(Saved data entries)
**********

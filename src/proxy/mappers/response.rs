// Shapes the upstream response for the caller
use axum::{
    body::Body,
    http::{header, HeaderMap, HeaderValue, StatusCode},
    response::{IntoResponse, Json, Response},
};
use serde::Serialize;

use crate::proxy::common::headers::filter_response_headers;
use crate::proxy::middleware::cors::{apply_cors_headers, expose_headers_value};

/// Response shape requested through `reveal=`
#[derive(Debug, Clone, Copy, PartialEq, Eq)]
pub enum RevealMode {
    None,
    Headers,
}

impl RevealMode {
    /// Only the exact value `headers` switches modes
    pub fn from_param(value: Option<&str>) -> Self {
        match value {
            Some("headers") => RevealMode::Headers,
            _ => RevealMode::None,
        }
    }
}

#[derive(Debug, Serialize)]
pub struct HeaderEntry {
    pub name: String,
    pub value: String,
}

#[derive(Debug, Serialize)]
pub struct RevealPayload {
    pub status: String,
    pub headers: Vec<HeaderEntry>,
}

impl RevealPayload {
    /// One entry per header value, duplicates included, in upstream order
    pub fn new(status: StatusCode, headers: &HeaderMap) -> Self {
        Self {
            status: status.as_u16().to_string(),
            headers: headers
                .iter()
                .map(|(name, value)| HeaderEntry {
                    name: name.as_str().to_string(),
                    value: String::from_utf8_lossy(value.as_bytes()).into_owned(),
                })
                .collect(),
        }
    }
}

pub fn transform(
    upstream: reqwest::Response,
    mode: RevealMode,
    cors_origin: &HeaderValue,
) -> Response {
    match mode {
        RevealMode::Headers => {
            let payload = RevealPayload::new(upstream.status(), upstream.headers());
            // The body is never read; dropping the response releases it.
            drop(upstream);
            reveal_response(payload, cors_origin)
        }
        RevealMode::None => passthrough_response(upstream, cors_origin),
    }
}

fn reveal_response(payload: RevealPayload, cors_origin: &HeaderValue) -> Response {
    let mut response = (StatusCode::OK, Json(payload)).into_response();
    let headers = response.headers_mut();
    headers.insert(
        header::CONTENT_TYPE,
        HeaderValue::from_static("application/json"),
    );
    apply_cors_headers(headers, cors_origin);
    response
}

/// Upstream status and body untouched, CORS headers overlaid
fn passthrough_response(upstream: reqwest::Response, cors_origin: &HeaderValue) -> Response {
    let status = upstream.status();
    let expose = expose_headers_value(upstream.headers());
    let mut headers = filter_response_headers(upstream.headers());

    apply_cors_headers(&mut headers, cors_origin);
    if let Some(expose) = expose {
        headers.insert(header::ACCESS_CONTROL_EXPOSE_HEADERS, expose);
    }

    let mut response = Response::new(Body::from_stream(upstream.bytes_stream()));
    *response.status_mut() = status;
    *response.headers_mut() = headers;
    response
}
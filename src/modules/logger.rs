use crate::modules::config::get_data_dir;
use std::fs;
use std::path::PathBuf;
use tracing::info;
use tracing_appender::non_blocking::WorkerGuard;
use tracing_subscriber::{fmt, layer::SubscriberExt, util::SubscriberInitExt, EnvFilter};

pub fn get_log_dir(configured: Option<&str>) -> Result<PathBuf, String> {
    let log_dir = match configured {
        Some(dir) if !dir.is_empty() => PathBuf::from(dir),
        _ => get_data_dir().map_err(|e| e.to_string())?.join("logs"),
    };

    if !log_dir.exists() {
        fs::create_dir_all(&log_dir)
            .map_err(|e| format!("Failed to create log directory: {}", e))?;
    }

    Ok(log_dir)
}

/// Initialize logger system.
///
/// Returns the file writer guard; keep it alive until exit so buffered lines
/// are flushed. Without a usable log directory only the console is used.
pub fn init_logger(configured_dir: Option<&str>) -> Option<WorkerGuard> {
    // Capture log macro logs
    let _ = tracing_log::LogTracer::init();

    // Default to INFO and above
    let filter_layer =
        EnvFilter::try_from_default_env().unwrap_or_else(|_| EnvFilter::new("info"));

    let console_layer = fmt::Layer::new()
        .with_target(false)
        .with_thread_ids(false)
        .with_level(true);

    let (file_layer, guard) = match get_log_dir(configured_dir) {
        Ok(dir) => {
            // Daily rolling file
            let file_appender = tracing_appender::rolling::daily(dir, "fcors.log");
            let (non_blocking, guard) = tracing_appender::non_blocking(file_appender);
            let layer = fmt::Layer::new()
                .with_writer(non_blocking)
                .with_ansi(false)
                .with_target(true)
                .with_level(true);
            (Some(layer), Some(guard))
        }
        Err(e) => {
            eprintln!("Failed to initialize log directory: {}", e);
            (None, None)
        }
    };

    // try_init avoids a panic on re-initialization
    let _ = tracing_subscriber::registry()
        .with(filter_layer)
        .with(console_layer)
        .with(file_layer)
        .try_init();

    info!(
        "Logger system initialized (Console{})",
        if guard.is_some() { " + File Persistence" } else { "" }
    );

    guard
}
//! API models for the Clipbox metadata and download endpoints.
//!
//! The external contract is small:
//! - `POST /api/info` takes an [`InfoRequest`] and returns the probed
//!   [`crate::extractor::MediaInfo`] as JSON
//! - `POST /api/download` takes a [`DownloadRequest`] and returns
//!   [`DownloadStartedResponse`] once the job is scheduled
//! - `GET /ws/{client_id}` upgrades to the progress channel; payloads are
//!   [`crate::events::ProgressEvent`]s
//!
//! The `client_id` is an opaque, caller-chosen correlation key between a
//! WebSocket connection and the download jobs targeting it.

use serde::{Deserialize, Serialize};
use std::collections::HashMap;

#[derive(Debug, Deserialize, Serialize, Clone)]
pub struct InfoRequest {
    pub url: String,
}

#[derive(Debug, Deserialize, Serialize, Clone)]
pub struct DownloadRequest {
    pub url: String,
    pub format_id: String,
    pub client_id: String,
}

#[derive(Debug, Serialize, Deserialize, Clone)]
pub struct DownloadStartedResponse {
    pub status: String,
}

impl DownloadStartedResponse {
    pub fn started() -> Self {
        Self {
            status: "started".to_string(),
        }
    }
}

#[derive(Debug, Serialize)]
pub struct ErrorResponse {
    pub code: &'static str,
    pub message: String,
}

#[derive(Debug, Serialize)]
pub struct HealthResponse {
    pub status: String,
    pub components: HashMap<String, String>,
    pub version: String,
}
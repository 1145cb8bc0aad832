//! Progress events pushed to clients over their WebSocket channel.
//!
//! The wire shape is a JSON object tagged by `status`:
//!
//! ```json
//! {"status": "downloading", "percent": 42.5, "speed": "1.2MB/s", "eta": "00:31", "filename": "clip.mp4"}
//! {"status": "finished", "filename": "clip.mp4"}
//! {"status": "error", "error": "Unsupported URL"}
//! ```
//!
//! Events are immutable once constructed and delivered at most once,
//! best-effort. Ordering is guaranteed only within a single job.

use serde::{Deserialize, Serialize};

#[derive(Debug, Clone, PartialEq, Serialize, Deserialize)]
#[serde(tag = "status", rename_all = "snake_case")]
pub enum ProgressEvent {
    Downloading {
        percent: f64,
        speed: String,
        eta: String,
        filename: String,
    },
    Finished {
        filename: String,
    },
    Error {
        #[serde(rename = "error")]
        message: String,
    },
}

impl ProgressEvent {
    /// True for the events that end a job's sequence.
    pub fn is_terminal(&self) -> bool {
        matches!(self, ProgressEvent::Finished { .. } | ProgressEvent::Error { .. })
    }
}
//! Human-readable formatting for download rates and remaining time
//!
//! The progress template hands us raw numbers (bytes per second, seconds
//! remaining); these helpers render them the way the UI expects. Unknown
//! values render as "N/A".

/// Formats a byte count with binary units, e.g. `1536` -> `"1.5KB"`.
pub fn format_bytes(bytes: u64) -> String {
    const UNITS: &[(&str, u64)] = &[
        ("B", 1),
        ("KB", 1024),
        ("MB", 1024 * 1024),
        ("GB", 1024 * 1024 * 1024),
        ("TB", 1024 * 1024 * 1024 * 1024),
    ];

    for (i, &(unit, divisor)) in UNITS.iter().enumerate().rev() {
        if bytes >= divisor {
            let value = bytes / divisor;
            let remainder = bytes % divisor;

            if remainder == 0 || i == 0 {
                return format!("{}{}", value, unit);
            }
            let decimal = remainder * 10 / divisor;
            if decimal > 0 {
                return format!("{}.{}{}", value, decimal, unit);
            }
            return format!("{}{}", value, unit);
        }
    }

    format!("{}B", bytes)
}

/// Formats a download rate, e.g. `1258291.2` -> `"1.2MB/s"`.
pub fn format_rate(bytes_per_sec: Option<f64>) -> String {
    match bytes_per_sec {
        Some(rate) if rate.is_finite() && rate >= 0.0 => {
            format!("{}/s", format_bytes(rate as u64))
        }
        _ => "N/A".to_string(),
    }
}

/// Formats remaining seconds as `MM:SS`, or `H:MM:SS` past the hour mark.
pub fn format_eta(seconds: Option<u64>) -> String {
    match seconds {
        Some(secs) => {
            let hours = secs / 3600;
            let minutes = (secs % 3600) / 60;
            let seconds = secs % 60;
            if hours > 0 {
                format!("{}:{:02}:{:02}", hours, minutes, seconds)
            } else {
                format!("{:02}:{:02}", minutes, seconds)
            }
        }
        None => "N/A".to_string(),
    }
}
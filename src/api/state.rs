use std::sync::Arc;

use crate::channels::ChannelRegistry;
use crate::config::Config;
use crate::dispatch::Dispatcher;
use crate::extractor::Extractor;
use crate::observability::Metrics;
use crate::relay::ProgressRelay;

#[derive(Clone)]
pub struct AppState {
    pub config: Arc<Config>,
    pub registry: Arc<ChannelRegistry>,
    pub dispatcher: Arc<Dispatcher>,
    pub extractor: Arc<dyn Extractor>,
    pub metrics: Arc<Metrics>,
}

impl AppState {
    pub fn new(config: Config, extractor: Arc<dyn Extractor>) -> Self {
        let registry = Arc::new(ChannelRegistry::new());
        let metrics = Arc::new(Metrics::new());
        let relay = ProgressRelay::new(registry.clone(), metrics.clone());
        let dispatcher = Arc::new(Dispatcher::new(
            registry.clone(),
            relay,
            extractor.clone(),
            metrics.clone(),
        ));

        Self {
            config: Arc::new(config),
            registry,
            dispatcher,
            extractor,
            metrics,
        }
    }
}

**********

Your assignment => Answer with a single number: how many lines in the data above have the string "WebSocket" in them?

Response area => 2